Wei Julie L, Kasperbauer Jan L, Weaver Amy L, Boggust Andrew J
Department of Otorhinolaryngology, Mayo Clinic, 200 First Street Southwest, Rochester, MN 55905, U.S.A.
Laryngoscope. 2002 Jan;112(1):87-93. doi: 10.1097/00005537-200201000-00016.
Pharyngeal inflammatory pain is reduced by a single dose of dexamethasone.
Prospective, randomized, double-blinded, placebo-controlled study.
From August 1998 to July 2000, a total of 118 patients were enrolled. We compared placebo (n = 37), a 10-mg single dose of intramuscular injection of dexamethasone (n = 39), and a 10-mg single dose of oral dexamethasone (n = 42). All patients were given oral antibiotics and had bacterial throat cultures.
Complete telephone follow-up 12 hours after treatment was available in 111 patients, and 24-hour follow-up data were available in 116. The change in pain visual analogue scale scores (pretreatment score minus 12-h follow-up score) reported by patients who were given either intramuscular (median score, 4; mean score +/- SD, 4.2 +/- 2.3) or oral dexamethasone (median score, 3; mean score +/- SD, 3.8 +/- 2.3) was significantly greater than that of the patients who were given placebo (median score, 2; mean score +/- SD, 2.1 +/- 2.0) (P <.001 and P =.002, respectively). This difference in improvement was also evident when the percentage of change was compared in the three treatment arms at 12-hour and 24-hour follow-up. Patients who were given dexamethasone had the onset of pain relief a median of 4 hours earlier than those who were given oral and intramuscular placebo (P =.029). Statistically significant differences among the three treatment arms were confirmed when a bacterial pathogen was identified (n = 47) but not in a subset that did not have a pathogen identified.

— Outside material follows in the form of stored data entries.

//! Multi-file configuration loading.
//!
//! The root file may move component sections into other files with
//! `include = "file.toml"` or `include = ["a.toml", "b.toml"]`. Included files
//! may include further files; paths are relative to the including file.
//! `[service]` and `[ledger]` decide which deployment the service signs for
//! and are only accepted from the root file.

use crate::{resolve_env_vars, Config, ConfigError};
use std::collections::{HashMap, HashSet};
use std::path::{Path, PathBuf};

const SECTIONS: [&str; 6] = ["service", "chain", "account", "storage", "ledger", "api"];
const ROOT_ONLY: [&str; 2] = ["service", "ledger"];

/// A file waiting to be read, with the file that included it.
struct Pending {
	path: PathBuf,
	included_from: Option<PathBuf>,
}

/// Loads `root` and everything it includes into one validated [`Config`].
pub(crate) async fn load(root: &Path) -> Result<Config, ConfigError> {
	let mut merged = toml::Table::new();
	let mut owners: HashMap<String, PathBuf> = HashMap::new();
	let mut seen: HashSet<PathBuf> = HashSet::new();
	let mut pending = vec![Pending {
		path: root.to_path_buf(),
		included_from: None,
	}];

	while let Some(file) = pending.pop() {
		let canonical = file.path.canonicalize().map_err(|e| missing(&file, e))?;
		if !seen.insert(canonical.clone()) {
			return Err(ConfigError::Validation(format!(
				"{} is included more than once",
				canonical.display()
			)));
		}

		let content = tokio::fs::read_to_string(&canonical)
			.await
			.map_err(|e| missing(&file, e))?;
		let mut table: toml::Table = toml::from_str(&resolve_env_vars(&content)?)?;

		let dir = canonical.parent().unwrap_or_else(|| Path::new("."));
		for include in includes(table.remove("include"), &canonical)? {
			pending.push(Pending {
				path: dir.join(include),
				included_from: Some(canonical.clone()),
			});
		}

		let is_root = file.included_from.is_none();
		for (section, value) in table {
			if !SECTIONS.contains(&section.as_str()) {
				return Err(ConfigError::Validation(format!(
					"Unknown section [{}] in {}",
					section,
					canonical.display()
				)));
			}
			if !is_root && ROOT_ONLY.contains(&section.as_str()) {
				return Err(ConfigError::Validation(format!(
					"[{}] must be set in the root configuration, not in included file {}",
					section,
					canonical.display()
				)));
			}
			if let Some(owner) = owners.get(&section) {
				return Err(ConfigError::Validation(format!(
					"Section [{}] is defined in both {} and {}",
					section,
					owner.display(),
					canonical.display()
				)));
			}
			owners.insert(section.clone(), canonical.clone());
			merged.insert(section, value);
		}
	}

	let config: Config = toml::Value::Table(merged).try_into()?;
	config.validate()?;
	Ok(config)
}

fn includes(value: Option<toml::Value>, file: &Path) -> Result<Vec<PathBuf>, ConfigError> {
	let invalid = || {
		ConfigError::Validation(format!(
			"include in {} must be a path or a list of paths",
			file.display()
		))
	};

	match value {
		None => Ok(Vec::new()),
		Some(toml::Value::String(path)) => Ok(vec![PathBuf::from(path)]),
		Some(toml::Value::Array(items)) => items
			.into_iter()
			.map(|item| item.as_str().map(PathBuf::from).ok_or_else(invalid))
			.collect(),
		Some(_) => Err(invalid()),
	}
}

fn missing(file: &Pending, e: std::io::Error) -> ConfigError {
	let message = match &file.included_from {
		Some(parent) => format!(
			"Cannot read {} (included from {}): {}",
			file.path.display(),
			parent.display(),
			e
		),
		None => format!("Cannot read {}: {}", file.path.display(), e),
	};
	ConfigError::Io(std::io::Error::new(e.kind(), message))
}

#[cfg(test)]
mod tests {
	use super::*;
	use std::fs;
	use tempfile::TempDir;

	const SERVICE: &str = r#"
[service]
id = "idcard-test"
expiry_window_blocks = 30
"#;

	const CHAIN: &str = r#"
[chain]
primary = "local"
[chain.implementations.local]
chain_id = 31337
"#;

	const ACCOUNT_AND_STORAGE: &str = r#"
[account]
primary = "local"
[account.implementations.local]
private_key = "0x5de4111afa1a4b94908f83103eb1f1706367c2e68ca870fc3fb9a804cdab365a"

[storage]
primary = "file"
[storage.implementations.file]
storage_path = "./data/storage"
"#;

	const LEDGER: &str = r#"
[ledger]
contract_address = "0x5FbDB2315678afecb367f032d93F642f64180aa3"
mint_price_wei = "1000"
"#;

	fn write(dir: &Path, name: &str, content: &str) -> PathBuf {
		let path = dir.join(name);
		if let Some(parent) = path.parent() {
			fs::create_dir_all(parent).unwrap();
		}
		fs::write(&path, content).unwrap();
		path
	}

	async fn load_err(root: &Path) -> String {
		load(root).await.unwrap_err().to_string()
	}

	#[tokio::test]
	async fn test_single_file_config() {
		let dir = TempDir::new().unwrap();
		let root = write(
			dir.path(),
			"config.toml",
			&format!("{}{}{}{}", SERVICE, CHAIN, ACCOUNT_AND_STORAGE, LEDGER),
		);

		let config = load(&root).await.unwrap();
		assert_eq!(config.service.id, "idcard-test");
		assert_eq!(config.service.expiry_window_blocks, 30);
		assert_eq!(config.storage.primary, "file");
	}

	#[tokio::test]
	async fn test_nested_includes_resolve_from_including_file() {
		let dir = TempDir::new().unwrap();
		let root = write(
			dir.path(),
			"main.toml",
			&format!("include = \"components/chain.toml\"\n{}{}", SERVICE, LEDGER),
		);
		write(
			dir.path(),
			"components/chain.toml",
			&format!("include = [\"signing.toml\"]\n{}", CHAIN),
		);
		write(dir.path(), "components/signing.toml", ACCOUNT_AND_STORAGE);

		let config = load(&root).await.unwrap();
		assert_eq!(config.chain.primary, "local");
		assert_eq!(config.account.primary, "local");
		assert_eq!(config.ledger.mint_price_wei, "1000");
	}

	#[tokio::test]
	async fn test_ledger_only_from_root() {
		let dir = TempDir::new().unwrap();
		let root = write(
			dir.path(),
			"main.toml",
			&format!("include = \"rest.toml\"\n{}", SERVICE),
		);
		write(
			dir.path(),
			"rest.toml",
			&format!("{}{}{}", CHAIN, ACCOUNT_AND_STORAGE, LEDGER),
		);

		let err = load_err(&root).await;
		assert!(err.contains("[ledger] must be set in the root configuration"), "{err}");
	}

	#[tokio::test]
	async fn test_service_only_from_root() {
		let dir = TempDir::new().unwrap();
		let root = write(
			dir.path(),
			"main.toml",
			&format!("include = \"rest.toml\"\n{}{}", CHAIN, LEDGER),
		);
		write(dir.path(), "rest.toml", &format!("{}{}", SERVICE, ACCOUNT_AND_STORAGE));

		let err = load_err(&root).await;
		assert!(err.contains("[service] must be set in the root configuration"), "{err}");
	}

	#[tokio::test]
	async fn test_duplicate_component_section() {
		let dir = TempDir::new().unwrap();
		let root = write(
			dir.path(),
			"main.toml",
			&format!(
				"include = \"more.toml\"\n{}{}{}{}",
				SERVICE, CHAIN, ACCOUNT_AND_STORAGE, LEDGER
			),
		);
		write(dir.path(), "more.toml", CHAIN);

		let err = load_err(&root).await;
		assert!(err.contains("Section [chain] is defined in both"), "{err}");
	}

	#[tokio::test]
	async fn test_include_cycle() {
		let dir = TempDir::new().unwrap();
		let root = write(
			dir.path(),
			"main.toml",
			&format!("include = \"a.toml\"\n{}{}", SERVICE, LEDGER),
		);
		write(dir.path(), "a.toml", &format!("include = \"b.toml\"\n{}", CHAIN));
		write(dir.path(), "b.toml", "include = \"a.toml\"\n");

		let err = load_err(&root).await;
		assert!(err.contains("included more than once"), "{err}");
	}

	#[tokio::test]
	async fn test_unknown_section() {
		let dir = TempDir::new().unwrap();
		let root = write(
			dir.path(),
			"main.toml",
			&format!(
				"{}{}{}{}\n[solver]\nid = \"x\"\n",
				SERVICE, CHAIN, ACCOUNT_AND_STORAGE, LEDGER
			),
		);

		let err = load_err(&root).await;
		assert!(err.contains("Unknown section [solver]"), "{err}");
	}

	#[tokio::test]
	async fn test_bad_include_value() {
		let dir = TempDir::new().unwrap();
		let root = write(dir.path(), "main.toml", &format!("include = 3\n{}", SERVICE));

		let err = load_err(&root).await;
		assert!(err.contains("must be a path or a list of paths"), "{err}");
	}

	#[tokio::test]
	async fn test_missing_include_names_parent() {
		let dir = TempDir::new().unwrap();
		let root = write(
			dir.path(),
			"main.toml",
			&format!("include = \"absent.toml\"\n{}", SERVICE),
		);

		match load(&root).await {
			Err(ConfigError::Io(e)) => {
				assert_eq!(e.kind(), std::io::ErrorKind::NotFound);
				assert!(e.to_string().contains("included from"));
			},
			other => panic!("expected io error, got {:?}", other.map(|c| c.service.id)),
		}
	}
}
//! Signature authorization protocol.
//!
//! Two halves live here. The verifying half rebuilds the personal-message
//! hash of an authorization digest and recovers the signer from a 65-byte
//! signature; the ledger compares the recovered address against its
//! configured authorizer. The issuing half (`AuthorizationIssuer`) reads
//! the chain state a signature must commit to and asks the account service
//! to sign it.

pub mod issuer;
pub mod signature;

pub use issuer::{AuthorizationIssuer, IssueError};
pub use signature::{personal_message_hash, recover_signer, verify_authorization, AuthError};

Single-dose dexamethasone appears to be a safe, effective, and inexpensive adjunctive treatment for acute pharyngitis in patients 15 years of age and older. Patients treated with intramuscular or oral dexamethasone had significant relief of pain (relative to baseline) compared with patients who were given placebo. Identification of a bacterial pathogen had a significant impact on the response to dexamethasone.
单次剂量的地塞米松可减轻咽部炎性疼痛。
前瞻性、随机、双盲、安慰剂对照研究。
1998年8月至2000年7月,共纳入118例患者。我们比较了安慰剂组(n = 37)、单次肌肉注射10毫克地塞米松组(n = 39)和单次口服10毫克地塞米松组(n = 42)。所有患者均给予口服抗生素,并进行咽部细菌培养。

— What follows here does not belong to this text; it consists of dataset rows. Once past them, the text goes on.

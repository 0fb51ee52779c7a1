//! The IdentityCard ledger.
//!
//! One `IdentityCard` is one deployed contract: a per-address nonce map, at
//! most one token per address, and the metadata of every token ever minted.
//! `mint` and `burn` run their whole check-then-commit sequence under a
//! single write lock, so concurrent calls are serialised and a failed call
//! leaves no trace in nonces, balances, token records or collected value.

pub mod event_bus;

use crate::state::LedgerStore;
use crate::LedgerError;
use alloy_primitives::{Address, U256};
use async_trait::async_trait;
use event_bus::EventBus;
use idcard_auth::verify_authorization;
use idcard_chain::NonceView;
use idcard_types::{
	AuthorizationMessage, AuthorizationScope, BlockEnv, LedgerCall, LedgerEvent, LedgerState,
	TokenId, TokenRecord,
};
use serde::{Deserialize, Serialize};
use tokio::sync::RwLock;

/// Immutable parameters fixed when a ledger is deployed.
#[derive(Debug, Clone, Copy, PartialEq, Eq, Serialize, Deserialize)]
pub struct Deployment {
	/// Address the ledger lives at; part of every digest.
	pub address: Address,
	/// Chain the ledger lives on; part of every digest.
	pub chain_id: u64,
	/// The only key whose signatures authorize mints and burns.
	pub authorizer: Address,
	/// Minimum value attached to a mint, in wei.
	pub mint_price: U256,
}

/// Transaction context of a ledger call.
#[derive(Debug, Clone, Copy, PartialEq, Eq)]
pub struct CallContext {
	/// Account submitting the call; it is the authorization's recipient.
	pub caller: Address,
	/// Value attached to the call, in wei.
	pub value: U256,
	/// Block the call is included in.
	pub block: BlockEnv,
}

/// In-process IdentityCard ledger.
pub struct IdentityCard {
	deployment: Deployment,
	state: RwLock<LedgerState>,
	store: Option<LedgerStore>,
	events: EventBus,
}

impl IdentityCard {
	pub(crate) fn from_parts(
		deployment: Deployment,
		state: LedgerState,
		store: Option<LedgerStore>,
		events: EventBus,
	) -> Self {
		Self {
			deployment,
			state: RwLock::new(state),
			store,
			events,
		}
	}

	/// Fresh, unpersisted ledger.
	pub fn deploy(deployment: Deployment) -> Self {
		Self::from_parts(deployment, LedgerState::default(), None, EventBus::default())
	}

	pub fn deployment(&self) -> &Deployment {
		&self.deployment
	}

	pub fn address(&self) -> Address {
		self.deployment.address
	}

	pub fn authorizer(&self) -> Address {
		self.deployment.authorizer
	}

	pub fn event_bus(&self) -> &EventBus {
		&self.events
	}

	/// Mints the caller's identity token.
	///
	/// Checks, in order: attached value, signer, expiry, zero balance. A
	/// non-empty `verification_id` selects the verified digest shape and is
	/// recorded as the token's verify code.
	pub async fn mint(
		&self,
		ctx: CallContext,
		expire_block: u64,
		signature: &[u8],
		verification_id: &str,
	) -> Result<TokenId, LedgerError> {
		let mut state = self.state.write().await;

		let result = self
			.check_mint(&state, &ctx, expire_block, signature, verification_id)
			.map(|()| self.apply_mint(&state, &ctx, verification_id));
		let (next, token_id) = match result {
			Ok(applied) => applied,
			Err(e) => return Err(self.reject(ctx.caller, LedgerCall::Mint, e)),
		};

		if let Err(e) = self.commit(&mut state, next).await {
			return Err(self.reject(ctx.caller, LedgerCall::Mint, e));
		}
		let nonce = state.nonce_of(&ctx.caller);

		tracing::info!(
			recipient = %ctx.caller,
			token_id,
			nonce = %nonce,
			block = ctx.block.number,
			"Minted identity card"
		);
		self.events.publish(LedgerEvent::Minted {
			recipient: ctx.caller,
			token_id,
			verify_code: verification_id.to_string(),
			block_number: ctx.block.number,
			timestamp: ctx.block.timestamp,
			nonce,
		});
		Ok(token_id)
	}

	/// Burns the caller's identity token.
	///
	/// The digest always uses the basic shape; `verification_id` is accepted
	/// for call compatibility and otherwise ignored.
	pub async fn burn(
		&self,
		ctx: CallContext,
		expire_block: u64,
		signature: &[u8],
		_verification_id: &str,
	) -> Result<TokenId, LedgerError> {
		let mut state = self.state.write().await;

		let result = self
			.check_burn(&state, &ctx, expire_block, signature)
			.map(|token_id| (self.apply_burn(&state, &ctx, token_id), token_id));
		let (next, token_id) = match result {
			Ok(applied) => applied,
			Err(e) => return Err(self.reject(ctx.caller, LedgerCall::Burn, e)),
		};

		if let Err(e) = self.commit(&mut state, next).await {
			return Err(self.reject(ctx.caller, LedgerCall::Burn, e));
		}
		let nonce = state.nonce_of(&ctx.caller);

		tracing::info!(
			recipient = %ctx.caller,
			token_id,
			nonce = %nonce,
			block = ctx.block.number,
			"Burned identity card"
		);
		self.events.publish(LedgerEvent::Burned {
			recipient: ctx.caller,
			token_id,
			block_number: ctx.block.number,
			nonce,
		});
		Ok(token_id)
	}

	fn check_mint(
		&self,
		state: &LedgerState,
		ctx: &CallContext,
		expire_block: u64,
		signature: &[u8],
		verification_id: &str,
	) -> Result<(), LedgerError> {
		if ctx.value < self.deployment.mint_price {
			return Err(LedgerError::InsufficientPayment);
		}
		let scope = if verification_id.is_empty() {
			AuthorizationScope::Basic
		} else {
			AuthorizationScope::Verified {
				verification_id: verification_id.to_string(),
			}
		};
		self.check_authorization(state, ctx, expire_block, signature, scope)?;
		if state.balance_of(&ctx.caller) != 0 {
			return Err(LedgerError::AlreadyHolds);
		}
		Ok(())
	}

	fn check_burn(
		&self,
		state: &LedgerState,
		ctx: &CallContext,
		expire_block: u64,
		signature: &[u8],
	) -> Result<TokenId, LedgerError> {
		self.check_authorization(state, ctx, expire_block, signature, AuthorizationScope::Basic)?;
		state
			.holdings
			.get(&ctx.caller)
			.copied()
			.ok_or(LedgerError::NoBalance)
	}

	/// Signer check against the caller's current nonce, then expiry.
	fn check_authorization(
		&self,
		state: &LedgerState,
		ctx: &CallContext,
		expire_block: u64,
		signature: &[u8],
		scope: AuthorizationScope,
	) -> Result<(), LedgerError> {
		let message = AuthorizationMessage {
			recipient: ctx.caller,
			expire_block,
			subject_contract: self.deployment.address,
			nonce: state.nonce_of(&ctx.caller),
			chain_id: self.deployment.chain_id,
			scope,
		};
		if let Err(e) = verify_authorization(&message, signature, self.deployment.authorizer) {
			tracing::debug!(recipient = %ctx.caller, error = %e, "Authorization did not verify");
			return Err(LedgerError::InvalidSigner);
		}
		if ctx.block.number > expire_block {
			return Err(LedgerError::Expired);
		}
		Ok(())
	}

	fn apply_mint(
		&self,
		state: &LedgerState,
		ctx: &CallContext,
		verification_id: &str,
	) -> (LedgerState, TokenId) {
		let mut next = state.clone();
		let token_id = next.next_token_id;

		bump_nonce(&mut next, ctx.caller);
		next.next_token_id += 1;
		next.holdings.insert(ctx.caller, token_id);
		next.tokens.insert(
			token_id,
			TokenRecord {
				token_id,
				owner: Some(ctx.caller),
				verify_code: verification_id.to_string(),
				mint_timestamp: ctx.block.timestamp,
			},
		);
		next.collected = next.collected.saturating_add(ctx.value);
		(next, token_id)
	}

	fn apply_burn(&self, state: &LedgerState, ctx: &CallContext, token_id: TokenId) -> LedgerState {
		let mut next = state.clone();
		bump_nonce(&mut next, ctx.caller);
		next.holdings.remove(&ctx.caller);
		if let Some(record) = next.tokens.get_mut(&token_id) {
			record.owner = None;
		}
		next
	}

	/// Persists `next` (when a store is attached) and only then installs it.
	async fn commit(&self, state: &mut LedgerState, next: LedgerState) -> Result<(), LedgerError> {
		if let Some(store) = &self.store {
			store
				.save(&self.deployment, &next)
				.await
				.map_err(|e| LedgerError::Persistence(e.to_string()))?;
		}
		*state = next;
		Ok(())
	}

	fn reject(&self, recipient: Address, call: LedgerCall, error: LedgerError) -> LedgerError {
		tracing::warn!(recipient = %recipient, call = %call, reason = error.reason(), "Call reverted");
		self.events.publish(LedgerEvent::Rejected {
			recipient,
			call,
			reason: error.reason().to_string(),
		});
		error
	}

	/// 1 while `account` holds a token, otherwise 0.
	pub async fn balance_of(&self, account: Address) -> u64 {
		self.state.read().await.balance_of(&account)
	}

	/// Current nonce of `account`.
	pub async fn get_nonce(&self, account: Address) -> U256 {
		self.state.read().await.nonce_of(&account)
	}

	/// Same value as [`Self::get_nonce`]; both accessor names exist on chain.
	pub async fn nonces(&self, account: Address) -> U256 {
		self.get_nonce(account).await
	}

	/// Verification id recorded at mint, `""` for ids never minted.
	pub async fn get_verify_code_for_id(&self, token_id: TokenId) -> String {
		self.state
			.read()
			.await
			.tokens
			.get(&token_id)
			.map(|record| record.verify_code.clone())
			.unwrap_or_default()
	}

	/// Token held by `account`, 0 when it holds none.
	pub async fn get_id_for_account(&self, account: Address) -> TokenId {
		self.state
			.read()
			.await
			.holdings
			.get(&account)
			.copied()
			.unwrap_or(0)
	}

	/// Mint timestamp of `token_id`, 0 for ids never minted.
	pub async fn get_timestamp_for_id(&self, token_id: TokenId) -> u64 {
		self.state
			.read()
			.await
			.tokens
			.get(&token_id)
			.map(|record| record.mint_timestamp)
			.unwrap_or(0)
	}

	/// Current owner of `token_id`, `None` once burned or never minted.
	pub async fn owner_of(&self, token_id: TokenId) -> Option<Address> {
		self.state
			.read()
			.await
			.tokens
			.get(&token_id)
			.and_then(|record| record.owner)
	}

	/// Sum of all accepted mint payments.
	pub async fn collected(&self) -> U256 {
		self.state.read().await.collected
	}

	/// Copy of the full state.
	pub async fn snapshot(&self) -> LedgerState {
		self.state.read().await.clone()
	}
}

fn bump_nonce(state: &mut LedgerState, account: Address) {
	let nonce = state.nonces.entry(account).or_default();
	*nonce += U256::from(1);
}

#[async_trait]
impl NonceView for IdentityCard {
	async fn nonce_of(&self, account: Address) -> U256 {
		self.get_nonce(account).await
	}
}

111例患者在治疗后12小时完成了电话随访,116例患者有24小时随访数据。接受肌肉注射(中位数评分,4;平均评分±标准差,4.2±2.3)或口服地塞米松(中位数评分,3;平均评分±标准差,3.8±2.3)的患者报告的疼痛视觉模拟量表评分变化(治疗前评分减去12小时随访评分)显著大于接受安慰剂的患者(中位数评分,2;平均评分±标准差,2.1±2.0)(分别为P <.001和P =.002)。在12小时和24小时随访时比较三个治疗组的变化百分比时,这种改善差异也很明显。接受地塞米松治疗的患者疼痛缓解开始时间比接受口服和肌肉注射安慰剂的患者中位数早4小时(P =.029)。当鉴定出细菌病原体时(n = 47),三个治疗组之间存在统计学显著差异,但在未鉴定出病原体的亚组中则无差异。
单次剂量的地塞米松似乎是15岁及以上急性咽炎患者安全、有效且廉价的辅助治疗方法。与接受安慰剂的患者相比,接受肌肉注射或口服地塞米松治疗的患者疼痛(相对于基线)有显著缓解。鉴定出细菌病原体对地塞米松的反应有显著影响。